Questionado sobre a justificativa utilizada por defensores de medidas mais duras na segurança recorrentes, de que há cortes orçamentários e que a educação historicamente sofre no país, Lúdio defendeu a gestão do governo federal atual. Segundo ele, o cenário mudou em relação aos anos anteriores.
"Nós sofremos um processo de sucateamento da educação pública feroz no governo passado. O atual governo tem, na verdade, ampliado os investimentos", disse, citando como exemplos a expansão de novos campi do Instituto Federal de Mato Grosso (IFMT) em municípios como Canarana, Água Boa, Colniza e Várzea Grande, além de novas vagas na Universidade Federal de Mato Grosso (UFMT) em Lucas do Rio Verde e o fomento ao ensino em tempo integral.
O deputado também defendeu que a crise na segurança pública exige uma autocrítica generalizada de todas as forças políticas e instituições, sem espaço para a terceirização de culpas. Como alternativa de curto e médio prazo para o combate às organizações criminosas, Lúdio destacou a necessidade de reestruturação do pacto federativo na segurança, apoiando a proposta do governo federal de uma PEC para o setor.
"A Constituição de 88 colocou a segurança pública sob a responsabilidade dos estados.
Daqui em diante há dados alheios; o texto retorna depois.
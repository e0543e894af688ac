use std::io::BufRead;
use std::path::PathBuf;
use std::process;

use anyhow::{Context, Result, anyhow, bail};
use avitolog_app::{
    ListController, Route, Session, TokenStore, load_ad_page, resolve_link, session,
    submit_comment,
};
use avitolog_client::{
    Ad, AvitologClient, AvitologError, CATEGORY_ALL, Comment, ListQuery, Sort,
};
use clap::{Parser, Subcommand, ValueEnum};
use tracing_subscriber::EnvFilter;

const DEFAULT_SERVER: &str = "http://127.0.0.1:8000";

#[derive(Debug, Parser)]
#[command(name = "avitolog-cli", version, about = "CLI клиент агрегатора объявлений «Авитолог»")]
struct Cli {
    /// Адрес сервера API (также переменная окружения AVITOLOG_URL).
    #[arg(long, global = true)]
    server: Option<String>,

    /// Файл с токеном авторизации.
    #[arg(long, global = true)]
    token_file: Option<PathBuf>,

    #[command(subcommand)]
    command: Command,
}

#[derive(Debug, Clone, Copy, ValueEnum)]
enum SortArg {
    /// По числу просмотров.
    Popular,
    /// По дате публикации.
    Date,
}

impl From<SortArg> for Sort {
    fn from(value: SortArg) -> Self {
        match value {
            SortArg::Popular => Sort::Popular,
            SortArg::Date => Sort::Date,
        }
    }
}

#[derive(Debug, Subcommand)]
enum Command {
    /// Список объявлений.
    List {
        #[arg(long, value_enum, default_value_t = SortArg::Popular)]
        sort: SortArg,
        /// Категория; «Все» — без фильтра.
        #[arg(long, default_value = CATEGORY_ALL)]
        category: String,
        #[arg(long, default_value_t = 20)]
        limit: u32,
        #[arg(long, default_value_t = 0)]
        offset: u32,
    },
    /// Интерактивный просмотр списка: next/prev/sort/category.
    Browse {
        #[arg(long, value_enum, default_value_t = SortArg::Popular)]
        sort: SortArg,
        #[arg(long, default_value = CATEGORY_ALL)]
        category: String,
        #[arg(long, default_value_t = 20)]
        limit: u32,
    },
    /// Распознать вставленную ссылку на объявление.
    Resolve { url: String },
    /// Показать объявление и его комментарии.
    Show { id: String },
    /// Оставить комментарий (требует входа).
    Comment { id: String, text: String },
    /// Регистрация пользователя.
    Register {
        #[arg(long)]
        username: String,
        #[arg(long)]
        password: String,
    },
    /// Вход пользователя.
    Login {
        #[arg(long)]
        username: String,
        #[arg(long)]
        password: String,
    },
    /// Выход: удаляет сохранённый токен.
    Logout,
    /// Текущий пользователь.
    Me,
    /// Настройки сайта.
    Settings,
    /// Определить экран по строке адреса и показать его.
    Open { location: String },
}

#[tokio::main]
async fn main() {
    if let Err(err) = run().await {
        eprintln!("Ошибка: {err}");
        process::exit(1);
    }
}

async fn run() -> Result<()> {
    dotenvy::dotenv().ok();
    init_logging()?;

    let cli = Cli::parse();

    let server = resolve_server(cli.server);
    let mut client = AvitologClient::new(server);
    let store = cli.token_file.map(TokenStore::new).unwrap_or_default();

    if let Some(token) = store.load().context("не удалось прочитать файл токена")? {
        client.set_token(token);
    }

    match cli.command {
        Command::List {
            sort,
            category,
            limit,
            offset,
        } => {
            let query = ListQuery {
                sort: sort.into(),
                category,
                limit,
                offset,
            };
            let list = client.list_ads(&query).await.map_err(map_client_error)?;
            println!(
                "Объявлений: {} (limit={}, offset={}, всего={})",
                list.results.len(),
                list.limit,
                list.offset,
                list.count
            );
            for ad in &list.results {
                print_ad_line(ad);
            }
        }
        Command::Browse {
            sort,
            category,
            limit,
        } => {
            let query = ListQuery {
                sort: sort.into(),
                category,
                limit,
                offset: 0,
            };
            browse(client, query).await?;
        }
        Command::Resolve { url } => {
            let ad = resolve_link(&client, &url).await?;
            println!("Объявление распознано");
            print_ad(&ad);
            println!("адрес: #/ad/{}", ad.id);
        }
        Command::Show { id } => {
            show_ad(&client, &id).await?;
        }
        Command::Comment { id, text } => {
            let comments = submit_comment(&client, &id, &text).await?;
            println!("Комментарий отправлен");
            print_comments(&comments);
        }
        Command::Register { username, password } => {
            let session = session::register(&store, &mut client, &username, &password).await?;
            print_session("Регистрация успешна", &session);
        }
        Command::Login { username, password } => {
            let session = session::login(&store, &mut client, &username, &password).await?;
            print_session("Вход выполнен", &session);
        }
        Command::Logout => {
            session::logout(&store, &mut client).context("не удалось удалить токен")?;
            println!("Выход выполнен");
        }
        Command::Me => {
            let session = session::restore(&store, &mut client).await;
            match session.username {
                Some(username) => println!("Вы вошли как {username}"),
                None => println!("Вы не вошли"),
            }
        }
        Command::Settings => {
            let settings = client.get_settings().await;
            println!("header_title: {}", settings.header_title);
        }
        Command::Open { location } => match Route::parse(&location) {
            Route::Home => {
                let list = client
                    .list_ads(&ListQuery::default())
                    .await
                    .map_err(map_client_error)?;
                println!("Главная: объявлений {} из {}", list.results.len(), list.count);
                for ad in &list.results {
                    print_ad_line(ad);
                }
            }
            Route::Detail(id) => show_ad(&client, &id).await?,
            Route::NotFound => println!("Страница не найдена"),
        },
    }

    Ok(())
}

/// Интерактивный цикл над контроллером списка.
async fn browse(client: AvitologClient, query: ListQuery) -> Result<()> {
    let mut controller = ListController::new(client, query);
    controller.reload().await;
    print_page(&controller);

    println!("Команды: n (вперёд), p (назад), s popular|date, c <категория>, r (обновить), q (выход)");

    let stdin = std::io::stdin();
    for line in stdin.lock().lines() {
        let line = line.context("не удалось прочитать команду")?;
        let line = line.trim();
        let (command, arg) = match line.split_once(' ') {
            Some((command, arg)) => (command, arg.trim()),
            None => (line, ""),
        };

        match command {
            "" => continue,
            "q" | "quit" => break,
            "n" | "next" => {
                if !controller.next().await {
                    println!("Дальше страниц нет");
                    continue;
                }
            }
            "p" | "prev" => {
                if !controller.prev().await {
                    println!("Это первая страница");
                    continue;
                }
            }
            "s" | "sort" => match arg {
                "popular" => controller.set_sort(Sort::Popular).await,
                "date" => controller.set_sort(Sort::Date).await,
                _ => {
                    println!("Сортировка: popular или date");
                    continue;
                }
            },
            "c" | "category" => {
                let category = if arg.is_empty() { CATEGORY_ALL } else { arg };
                controller.set_category(category).await;
            }
            "r" | "reload" => controller.reload().await,
            other => {
                println!("Неизвестная команда: {other}");
                continue;
            }
        }

        print_page(&controller);
    }

    Ok(())
}

async fn show_ad(client: &AvitologClient, id: &str) -> Result<()> {
    match load_ad_page(client, id).await {
        Some(page) => {
            print_ad(&page.ad);
            println!("Комментарии:");
            print_comments(&page.comments);
            Ok(())
        }
        None => bail!("Объявление не найдено"),
    }
}

fn resolve_server(server: Option<String>) -> String {
    let raw = server
        .or_else(|| std::env::var("AVITOLOG_URL").ok())
        .unwrap_or_else(|| DEFAULT_SERVER.to_string());
    normalize_server(raw)
}

fn normalize_server(server: String) -> String {
    if server.starts_with("http://") || server.starts_with("https://") {
        return server;
    }

    format!("http://{server}")
}

fn init_logging() -> Result<()> {
    let filter = EnvFilter::try_from_default_env().unwrap_or_else(|_| EnvFilter::new("info"));

    tracing_subscriber::fmt()
        .with_env_filter(filter)
        .with_target(true)
        .compact()
        .try_init()
        .map_err(|e| anyhow!("failed to init logging: {e}"))?;

    Ok(())
}

fn map_client_error(err: AvitologError) -> anyhow::Error {
    let message = match err {
        AvitologError::Unauthorized => {
            "требуется авторизация: выполните `avitolog-cli login ...` или `avitolog-cli register ...`"
                .to_string()
        }
        AvitologError::NotFound => "ресурс не найден".to_string(),
        AvitologError::InvalidRequest(message) => format!("некорректный запрос: {message}"),
        AvitologError::Http(err) => format!("ошибка HTTP: {err}"),
    };
    anyhow!(message)
}

fn print_session(title: &str, session: &Session) {
    println!("{title}");
    if let Some(username) = &session.username {
        println!("пользователь: {username}");
    }
}

fn print_ad_line(ad: &Ad) {
    println!(
        "- [{}] {} (категория: {}, просмотры: {})",
        ad.id,
        ad.title.as_deref().unwrap_or("Без названия"),
        ad.category,
        ad.view_count
    );
}

fn print_ad(ad: &Ad) {
    println!("id: {}", ad.id);
    println!("заголовок: {}", ad.title.as_deref().unwrap_or("Без названия"));
    println!("категория: {}", ad.category);
    println!("просмотры: {}", ad.view_count);
    match ad.published_at {
        Some(published_at) => println!("опубликовано: {published_at}"),
        None => println!("опубликовано: —"),
    }
    println!("исходник: {}", ad.source_url);
}

fn print_comments(comments: &[Comment]) {
    if comments.is_empty() {
        println!("(пока пусто)");
        return;
    }
    for comment in comments {
        println!("- {} [{}]: {}", comment.username, comment.created_at, comment.text);
    }
}

fn print_page(controller: &ListController<AvitologClient>) {
    let state = controller.state();
    if let Some(error) = &state.error {
        println!("{error}");
        return;
    }

    println!(
        "Сортировка: {}, категория: {}, страница {} из {} (всего {})",
        state.sort.as_str(),
        state.category,
        controller.page(),
        controller.page_count().max(1),
        state.total_count
    );
    if state.results.is_empty() {
        println!("(объявлений нет)");
        return;
    }
    for ad in &state.results {
        print_ad_line(ad);
    }
}

#[cfg(test)]
mod tests {
    use super::*;

    #[test]
    fn normalize_server_keeps_scheme() {
        let s = normalize_server("https://example.com:8000".to_string());
        assert_eq!(s, "https://example.com:8000");
    }

    #[test]
    fn normalize_server_adds_http_scheme() {
        let s = normalize_server("127.0.0.1:8000".to_string());
        assert_eq!(s, "http://127.0.0.1:8000");
    }

    #[test]
    fn resolve_server_prefers_explicit_flag() {
        let s = resolve_server(Some("localhost:9999".to_string()));
        assert_eq!(s, "http://localhost:9999");
    }
}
E o governo federal tem pouca capacidade de intervenção sobre isso. Para enfrentar as ações criminosas, você precisa de um aparato de inteligência e de repressão muito maior do que os estados dão conta de realizar hoje", explicou.
Para o parlamentar, o avanço dessa nova estrutura de inteligência federal, somado a oportunidades de trabalho, cultura e lazer na base, é o caminho viável "para que o crime não chegue à juventude".
Enquanto Lúdio e deputados de partidos de esquerda, como Tadeu Veneri (PT-PR) e Sâmia Bonfim (PSOL-SP), apontam inconstitucionalidade e ineficácia na redução da maioridade penal, a PEC nº 32/15 seguirá para uma comissão especial na Câmara dos Deputados. Posteriormente, o texto precisará ser votado em dois turnos no Plenário antes de seguir para o Senado. Se aprovada em definitivo pelo Congresso, a matéria deve enfrentar uma dura batalha jurídica no Supremo Tribunal Federal (STF).